Has anyone here had this reaction to this type of medication (for overactive bladder)? If you did, were you able to continue taking it as long as it didn't get worse or did you stop?

Thanks!!

I had that effect from both Enablex and Ditropan. My doctor told me that OAB medications relax the bladder muscle, and in some people they can relax it *too* much causing an inability to use the muscle to pee normally.

Neither medication helped with my frequency anyway, so it wasn't difficult for me to stop taking them. But if it's helpful for you, it might be a matter of deciding if the pros outweigh the cons?

Good luck.

I had that problem while on Ditropan and the OAB patch, Oxytrol.

Please, do not strain. That is just going to give you pelvic floor dysfunction problems and make everything worse in the long run. What I found worked was to just go as much as possible, then get up and walk around and try again in five minutes. Usually the rest would come out then. Just don't strain. I didn't keep up with the OAB meds because it didn't help my frequency, either.

I have tried several different OAB meds over the years and they just don't work for me. I always end up feeling like I have to GO and I can't. Then I start to panic that I'll never go again! It's bad for me. But everybody here is different. Maybe you should try drinking more water? I don't know, that's just my experience with OAB meds.

It's good that you are calling your doctor. And please --- don't strain --- it will only make the situation worse.

Sending healing thoughts,
Donna

Thanks everyone for your support!
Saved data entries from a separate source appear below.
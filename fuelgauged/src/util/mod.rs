//
// Copyright (c) Memfault, Inc.
// See License.txt for details
pub mod serialization;
pub mod string;
pub mod task;
pub mod time_measure;
//
// Copyright (c) Memfault, Inc.
// See License.txt for details
mod battery_monitor;
mod interval_timer;
mod monitor_error;

pub use battery_monitor::{BatteryMonitor, MonitorSettings, TickOutcome};
pub use interval_timer::IntervalTimer;
pub use monitor_error::{AsMonitorError, MonitorError};
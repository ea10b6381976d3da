//
// Copyright (c) Memfault, Inc.
// See License.txt for details
use fuelgauged::cli;

fn main() {
    cli::main()
}
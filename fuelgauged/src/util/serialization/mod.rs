//
// Copyright (c) Memfault, Inc.
// See License.txt for details
pub mod milliseconds_to_duration;
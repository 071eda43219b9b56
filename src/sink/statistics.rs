//! Per-changefeed accounting wrapped around sink executions.

use std::time::Instant;

use prometheus::Histogram;
use prometheus::IntCounter;

use crate::metrics::EVENT_SIZE_METRIC;
use crate::metrics::EXEC_BATCH_SIZE_METRIC;
use crate::metrics::EXEC_DDL_DURATION_METRIC;
use crate::metrics::EXEC_DML_COUNT;
use crate::metrics::EXEC_ERROR_COUNT;
use crate::metrics::TOTAL_WRITE_BYTES_COUNT;
use crate::DmlEvent;
use crate::Result;

/// Metrics handle bound to one changefeed and sink type.
///
/// Label values are resolved once at construction so the hot path only
/// touches pre-bound collectors. All methods are thread-safe.
pub struct SinkStatistics {
    changefeed: String,
    sink_type: String,

    exec_ddl_duration: Histogram,
    exec_batch_size: Histogram,
    total_write_bytes: IntCounter,
    event_size: Histogram,
    exec_error_count: IntCounter,
    exec_dml_count: IntCounter,
}

impl SinkStatistics {
    pub fn new(changefeed: &str, sink_type: &str) -> Self {
        Self {
            changefeed: changefeed.to_string(),
            sink_type: sink_type.to_string(),
            exec_ddl_duration: EXEC_DDL_DURATION_METRIC.with_label_values(&[changefeed, sink_type]),
            exec_batch_size: EXEC_BATCH_SIZE_METRIC.with_label_values(&[changefeed, sink_type]),
            total_write_bytes: TOTAL_WRITE_BYTES_COUNT.with_label_values(&[changefeed, sink_type]),
            event_size: EVENT_SIZE_METRIC.with_label_values(&[changefeed]),
            exec_error_count: EXEC_ERROR_COUNT.with_label_values(&[changefeed, sink_type]),
            exec_dml_count: EXEC_DML_COUNT.with_label_values(&[changefeed]),
        }
    }

    /// Accounts every row-change event accepted by the sink.
    pub fn observe_rows<'a>(&self, events: impl IntoIterator<Item = &'a DmlEvent>) {
        for event in events {
            self.event_size.observe(event.size_bytes() as f64);
            self.exec_dml_count.inc();
        }
    }

    /// Runs a batch executor returning `(row_count, written_bytes)` and files
    /// its outcome; a failure bumps the error counter and propagates.
    pub fn record_batch_execution<F>(&self, executor: F) -> Result<()>
    where
        F: FnOnce() -> Result<(usize, u64)>,
    {
        match executor() {
            Ok((batch_size, written_bytes)) => {
                self.exec_batch_size.observe(batch_size as f64);
                self.total_write_bytes.inc_by(written_bytes);
                Ok(())
            }
            Err(e) => {
                self.exec_error_count.inc();
                Err(e)
            }
        }
    }

    /// Times one DDL execution; a failure bumps the error counter and
    /// propagates.
    pub fn record_ddl_execution<F>(&self, executor: F) -> Result<()>
    where
        F: FnOnce() -> Result<()>,
    {
        let start = Instant::now();
        if let Err(e) = executor() {
            self.exec_error_count.inc();
            return Err(e);
        }
        self.exec_ddl_duration
            .observe(start.elapsed().as_secs_f64() * 1000.0);
        Ok(())
    }

    /// Unbinds this changefeed's label values from the shared collectors.
    pub fn close(&self) {
        let labels = [self.changefeed.as_str(), self.sink_type.as_str()];
        let _ = EXEC_DDL_DURATION_METRIC.remove_label_values(&labels);
        let _ = EXEC_BATCH_SIZE_METRIC.remove_label_values(&labels);
        let _ = TOTAL_WRITE_BYTES_COUNT.remove_label_values(&labels);
        let _ = EXEC_ERROR_COUNT.remove_label_values(&labels);
        let _ = EVENT_SIZE_METRIC.remove_label_values(&[self.changefeed.as_str()]);
        let _ = EXEC_DML_COUNT.remove_label_values(&[self.changefeed.as_str()]);
    }
}
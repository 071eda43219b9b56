use super::topic::TopicExpression;
use super::topic::TopicGenerator;
use crate::Error;
use crate::SinkError;

fn expect_invalid(rule: &str) {
    match TopicExpression::parse(rule) {
        Err(Error::Sink(SinkError::InvalidTopicExpression(_))) => {}
        other => panic!("rule {:?} should be invalid, got {:?}", rule, other),
    }
}

#[test]
fn test_empty_rule_falls_back_to_default_topic() {
    let generator = TopicGenerator::from_rule("", "cdc-events").unwrap();
    assert_eq!(TopicGenerator::Static("cdc-events".to_string()), generator);
    assert_eq!("cdc-events", generator.substitute("shop", "orders"));
}

#[test]
fn test_hard_coded_rule_falls_back_to_default_topic() {
    let generator = TopicGenerator::from_rule("fixed-topic.v1", "cdc-events").unwrap();
    assert_eq!(TopicGenerator::Static("cdc-events".to_string()), generator);
}

#[test]
fn test_schema_table_expression() {
    let generator = TopicGenerator::from_rule("{schema}_{table}", "unused").unwrap();
    assert_eq!("shop_orders", generator.substitute("shop", "orders"));
    assert_eq!("shop_users", generator.substitute("shop", "users"));
}

#[test]
fn test_schema_only_expression_ignores_table() {
    let generator = TopicGenerator::from_rule("cdc_{schema}", "unused").unwrap();
    assert_eq!("cdc_shop", generator.substitute("shop", "orders"));
}

#[test]
fn test_expression_with_prefix_and_suffix() {
    let expression = TopicExpression::parse("prod.{schema}.{table}.v2").unwrap();
    assert_eq!("prod.shop.orders.v2", expression.substitute("shop", "orders"));
}

#[test]
fn test_missing_schema_placeholder_is_invalid() {
    expect_invalid("{table}_only");
    expect_invalid("events_{tab}");
}

#[test]
fn test_table_before_schema_is_invalid() {
    expect_invalid("{table}_{schema}");
}

#[test]
fn test_duplicate_placeholders_are_invalid() {
    expect_invalid("{schema}{schema}");
    expect_invalid("{schema}_{table}_{table}");
}

#[test]
fn test_illegal_literal_characters_are_invalid() {
    expect_invalid("my topic_{schema}");
    expect_invalid("{schema}/{table}");
}

#[test]
fn test_substitution_sanitizes_names() {
    let expression = TopicExpression::parse("{schema}_{table}").unwrap();
    assert_eq!(
        "my_schema__or_ders",
        expression.substitute("my schema!", "or:ders")
    );
}

#[test]
fn test_substitution_caps_topic_length() {
    let expression = TopicExpression::parse("{schema}_{table}").unwrap();
    let long_schema = "s".repeat(300);
    let topic = expression.substitute(&long_schema, "orders");
    assert_eq!(249, topic.len());
}

#[test]
fn test_display_round_trips_the_rule() {
    let generator = TopicGenerator::from_rule("{schema}_{table}", "unused").unwrap();
    assert_eq!("{schema}_{table}", generator.to_string());

    let fixed = TopicGenerator::from_rule("", "cdc-events").unwrap();
    assert_eq!("cdc-events", fixed.to_string());
}
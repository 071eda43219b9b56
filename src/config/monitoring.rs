use config::ConfigError;
use serde::Deserialize;
use serde::Serialize;

use crate::Error;
use crate::Result;

#[derive(Debug, Serialize, Deserialize, Clone)]
pub struct MonitoringConfig {
    #[serde(default = "default_prometheus_enabled")]
    pub prometheus_enabled: bool,

    #[serde(default = "default_prometheus_port")]
    pub prometheus_port: u16,
}
impl Default for MonitoringConfig {
    fn default() -> Self {
        Self {
            prometheus_enabled: default_prometheus_enabled(),
            prometheus_port: default_prometheus_port(),
        }
    }
}
impl MonitoringConfig {
    /// Validates monitoring configuration
    /// # Errors
    /// Returns a config error when:
    /// - Prometheus is enabled with invalid port
    /// - Port conflicts with well-known services
    pub fn validate(&self) -> Result<()> {
        if self.prometheus_enabled {
            // Validate port range
            if self.prometheus_port == 0 {
                return Err(Error::Config(ConfigError::Message(
                    "prometheus_port cannot be 0 when enabled".into(),
                )));
            }

            // Check privileged ports (requires root)
            if self.prometheus_port < 1024 {
                return Err(Error::Config(ConfigError::Message(format!(
                    "prometheus_port {} is a privileged port (requires root)",
                    self.prometheus_port
                ))));
            }

            // Verify port availability (runtime check)
            #[cfg(not(test))]
            {
                use std::net::TcpListener;
                if let Err(e) = TcpListener::bind(("0.0.0.0", self.prometheus_port)) {
                    return Err(Error::Config(ConfigError::Message(format!(
                        "prometheus_port {} unavailable: {}",
                        self.prometheus_port, e
                    ))));
                }
            }
        } else {
            // Warn about unused port configuration
            #[cfg(debug_assertions)]
            if self.prometheus_port != default_prometheus_port() {
                tracing::warn!(
                    "prometheus_port configured to {} but monitoring is disabled",
                    self.prometheus_port
                );
            }
        }

        Ok(())
    }
}
fn default_prometheus_enabled() -> bool {
    false
}

fn default_prometheus_port() -> u16 {
    8080
}
// -
// Buffer geometry

/// Slots per block when no explicit block length is configured
pub(crate) const DEFAULT_BLOCK_LEN: usize = 32;

/// Unbounded buffer sentinel for `max_len`
pub(crate) const UNBOUNDED: usize = 0;

// -
// Sink topic naming

/// Kafka caps topic names at 249 characters
pub(crate) const TOPIC_MAX_LEN: usize = 249;

/// Placeholder substituted with the event schema name
pub(crate) const SCHEMA_PLACEHOLDER: &str = "{schema}";

/// Placeholder substituted with the event table name
pub(crate) const TABLE_PLACEHOLDER: &str = "{table}";
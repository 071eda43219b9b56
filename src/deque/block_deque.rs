//! Bounded double-ended queue over a chain of fixed-size blocks.
//!
//! Elements live in fixed-length slot blocks linked into a list, so growth
//! never relocates existing elements and shrink returns whole blocks at a
//! time. A single drained block is kept aside for reuse, which makes
//! steady-state push/pop traffic allocation-free. With a non-zero `max_len`
//! the deque behaves as a sliding window: pushing past the bound silently
//! evicts from the opposite end instead of blocking or failing.

use std::collections::VecDeque;
use std::fmt;
use std::fmt::Debug;
use std::mem;

use super::block_list::Block;
use super::block_list::BlockList;
use super::iter::Blocks;
use super::iter::Iter;
use crate::constants::DEFAULT_BLOCK_LEN;
use crate::constants::UNBOUNDED;

/// Block-structured bounded deque.
///
/// Push and pop at both ends run in O(1), amortized for pushes that have to
/// link a fresh block. The deque is single-owner and carries no internal
/// locking; wrap it in a mutex when it backs a queue shared across tasks.
pub struct BlockDeque<T> {
    list: BlockList<T>,
    /// Slots per block, fixed at construction.
    block_len: usize,
    /// Maximum element count before pushes start evicting; 0 means unbounded.
    max_len: usize,
    len: usize,
    /// Index of the first occupied slot of the head block.
    front: usize,
    /// One past the last occupied slot of the tail block.
    back: usize,
    /// At most one drained block kept for reuse.
    free: Option<Block<T>>,
}

impl<T> BlockDeque<T> {
    /// Creates a deque with `block_len` slots per block, bounded to `max_len`
    /// elements.
    ///
    /// A `max_len` of 0 disables the bound. While bounded, a push that would
    /// exceed `max_len` evicts one element from the opposite end first, so
    /// the deque holds the most recent `max_len` elements seen from that end.
    ///
    /// # Panics
    /// Panics if `block_len < 2`; cursor movement needs at least two slots
    /// per block.
    pub fn new(block_len: usize, max_len: usize) -> Self {
        assert!(
            block_len >= 2,
            "block_len must be at least 2, got {}",
            block_len
        );
        let mut list = BlockList::new();
        list.push_tail(Block::new(block_len));
        let mid = block_len / 2;
        Self {
            list,
            block_len,
            max_len,
            len: 0,
            front: mid,
            back: mid,
            free: None,
        }
    }

    /// Number of elements currently buffered.
    pub fn len(&self) -> usize {
        self.len
    }

    pub fn is_empty(&self) -> bool {
        self.len == 0
    }

    /// Slots per block, as passed at construction.
    pub fn block_len(&self) -> usize {
        self.block_len
    }

    /// Element bound, 0 when unbounded.
    pub fn max_len(&self) -> usize {
        self.max_len
    }

    /// Appends `value` at the back. Evicts the front element first when the
    /// deque is bounded and full.
    pub fn push_back(&mut self, value: T) {
        if self.back == self.block_len {
            let block = self.take_free_or_alloc();
            self.list.push_tail(block);
            self.back = 0;
        }
        self.list.tail_block_mut().write(self.back, value);
        self.back += 1;
        self.len += 1;
        if self.max_len != UNBOUNDED && self.len > self.max_len {
            self.pop_front();
        }
    }

    /// Prepends `value` at the front. Evicts the back element first when the
    /// deque is bounded and full.
    pub fn push_front(&mut self, value: T) {
        if self.front == 0 {
            let block = self.take_free_or_alloc();
            self.list.push_head(block);
            self.front = self.block_len;
        }
        self.front -= 1;
        self.list.head_block_mut().write(self.front, value);
        self.len += 1;
        if self.max_len != UNBOUNDED && self.len > self.max_len {
            self.pop_back();
        }
    }

    /// Removes and returns the back element, or `None` when empty.
    pub fn pop_back(&mut self) -> Option<T> {
        if self.len == 0 {
            return None;
        }
        self.back -= 1;
        // SAFETY: len > 0, so slot `back` of the tail block is occupied, and
        // moving the cursor before the read vacates it.
        let value = unsafe { self.list.tail_block_mut().take(self.back) };
        self.len -= 1;
        if self.len == 0 {
            self.reset_empty();
        } else if self.back == 0 {
            // Tail block drained with elements left further up the chain.
            let idx = self.list.tail().expect("block list is never empty");
            let drained = self.list.remove(idx);
            self.cache_free(drained);
            self.back = self.block_len;
        }
        Some(value)
    }

    /// Removes and returns the front element, or `None` when empty.
    pub fn pop_front(&mut self) -> Option<T> {
        if self.len == 0 {
            return None;
        }
        // SAFETY: len > 0, so slot `front` of the head block is occupied, and
        // advancing the cursor after the read vacates it.
        let value = unsafe { self.list.head_block_mut().take(self.front) };
        self.front += 1;
        self.len -= 1;
        if self.len == 0 {
            self.reset_empty();
        } else if self.front == self.block_len {
            // Head block drained with elements left further down the chain.
            let idx = self.list.head().expect("block list is never empty");
            let drained = self.list.remove(idx);
            self.cache_free(drained);
            self.front = 0;
        }
        Some(value)
    }

    /// Borrows the front element without removing it.
    pub fn front(&self) -> Option<&T> {
        if self.len == 0 {
            return None;
        }
        // SAFETY: len > 0, so slot `front` of the head block is occupied.
        Some(unsafe { self.list.head_block().get(self.front) })
    }

    /// Borrows the back element without removing it.
    pub fn back(&self) -> Option<&T> {
        if self.len == 0 {
            return None;
        }
        // SAFETY: len > 0, so slot `back - 1` of the tail block is occupied.
        Some(unsafe { self.list.tail_block().get(self.back - 1) })
    }

    /// Mutably borrows the front element without removing it.
    pub fn front_mut(&mut self) -> Option<&mut T> {
        if self.len == 0 {
            return None;
        }
        let front = self.front;
        // SAFETY: len > 0, so slot `front` of the head block is occupied.
        Some(unsafe { self.list.head_block_mut().get_mut(front) })
    }

    /// Mutably borrows the back element without removing it.
    pub fn back_mut(&mut self) -> Option<&mut T> {
        if self.len == 0 {
            return None;
        }
        let back = self.back;
        // SAFETY: len > 0, so slot `back - 1` of the tail block is occupied.
        Some(unsafe { self.list.tail_block_mut().get_mut(back - 1) })
    }

    /// Iterates the elements front to back without consuming them.
    ///
    /// The iterator snapshots the block chain at creation and walks its own
    /// copy; it is double-ended, so `rev()` gives back-to-front order.
    pub fn iter(&self) -> Iter<'_, T> {
        Iter::new(self.snapshot(), self.front, self.back, self.len)
    }

    /// Iterates whole blocks front to back, yielding each block's occupied
    /// range as one slice.
    ///
    /// This is the bulk hand-off path: a consumer draining the deque into a
    /// writer touches one slice per block instead of one element at a time.
    /// Yielded slices are never empty. Double-ended, so `rev()` walks the
    /// blocks back to front.
    pub fn blocks(&self) -> Blocks<'_, T> {
        Blocks::new(self.snapshot(), self.front, self.back)
    }

    /// Collects the live block chain front to back for an iterator snapshot.
    fn snapshot(&self) -> VecDeque<&Block<T>> {
        let mut blocks = VecDeque::new();
        if self.len == 0 {
            return blocks;
        }
        let mut cursor = self.list.head();
        while let Some(idx) = cursor {
            blocks.push_back(self.list.block(idx));
            cursor = self.list.next(idx);
        }
        blocks
    }

    /// Recenters the cursors in the sole remaining block so the next push in
    /// either direction has room before a block link becomes necessary.
    fn reset_empty(&mut self) {
        let mid = self.block_len / 2;
        self.front = mid;
        self.back = mid;
    }

    fn take_free_or_alloc(&mut self) -> Block<T> {
        match self.free.take() {
            Some(block) => block,
            None => Block::new(self.block_len),
        }
    }

    /// Keeps `block` for reuse unless a free block is already cached.
    fn cache_free(&mut self, block: Block<T>) {
        if self.free.is_none() {
            self.free = Some(block);
        }
    }
}

impl<T> Default for BlockDeque<T> {
    /// Unbounded deque with the default block length.
    fn default() -> Self {
        Self::new(DEFAULT_BLOCK_LEN, UNBOUNDED)
    }
}

impl<T> Drop for BlockDeque<T> {
    fn drop(&mut self) {
        if mem::needs_drop::<T>() {
            while self.pop_front().is_some() {}
        }
    }
}

impl<T: Debug> Debug for BlockDeque<T> {
    fn fmt(&self, f: &mut fmt::Formatter<'_>) -> fmt::Result {
        f.debug_list().entries(self.iter()).finish()
    }
}

impl<'a, T> IntoIterator for &'a BlockDeque<T> {
    type Item = &'a T;
    type IntoIter = Iter<'a, T>;

    fn into_iter(self) -> Iter<'a, T> {
        self.iter()
    }
}
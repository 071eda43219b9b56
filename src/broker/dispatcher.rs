use std::fmt;

use serde::Deserialize;
use serde::Serialize;
use uuid::Uuid;

use crate::metrics::get_current_ms;

/// Identifies one downstream event path.
#[derive(Debug, Clone, Copy, PartialEq, Eq, Hash, Serialize, Deserialize)]
pub struct DispatcherId(Uuid);

impl DispatcherId {
    /// Generates a fresh random id.
    pub fn new() -> Self {
        Self(Uuid::new_v4())
    }
}

impl Default for DispatcherId {
    fn default() -> Self {
        Self::new()
    }
}

impl fmt::Display for DispatcherId {
    fn fmt(&self, f: &mut fmt::Formatter<'_>) -> fmt::Result {
        self.0.fmt(f)
    }
}

/// Signal that a dispatcher's source range may hold new events.
///
/// Tasks are not queued per signal: each path keeps one slot, and a newer
/// task squeezes a waiting one out. Skipping an older signal is safe because
/// its range is a prefix of the newer one's.
#[derive(Debug, Clone, Copy, PartialEq)]
pub struct ScanTask {
    pub dispatcher: DispatcherId,
    /// Watermark reported by the notifier; the scan is skipped when the path
    /// has already covered it.
    pub notified_ts: u64,
    /// Enqueue wall clock in ms, for queue-delay accounting.
    pub queued_at_ms: f64,
}

impl ScanTask {
    pub fn new(dispatcher: DispatcherId, notified_ts: u64) -> Self {
        Self {
            dispatcher,
            notified_ts,
            queued_at_ms: get_current_ms(),
        }
    }
}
My current flare has lasted only two weeks, but it seems like an eternity.

The nurse said to stop the Urelle. Apparently Urelle has a little bit of the same type of medicine in it that Enablex does, but Enablex is better for helping the frequency. She's hoping that stopping the Urelle will be enough that I won't have the slight difficulty of going.

There is an RN at my urologist's office, Cheryl, that's listed on this site for finding a doctor; she's the IC expert, I believe. I haven't spoken with her during this flare, so may ask for her if I have to call again next week (urologist is out of town next week).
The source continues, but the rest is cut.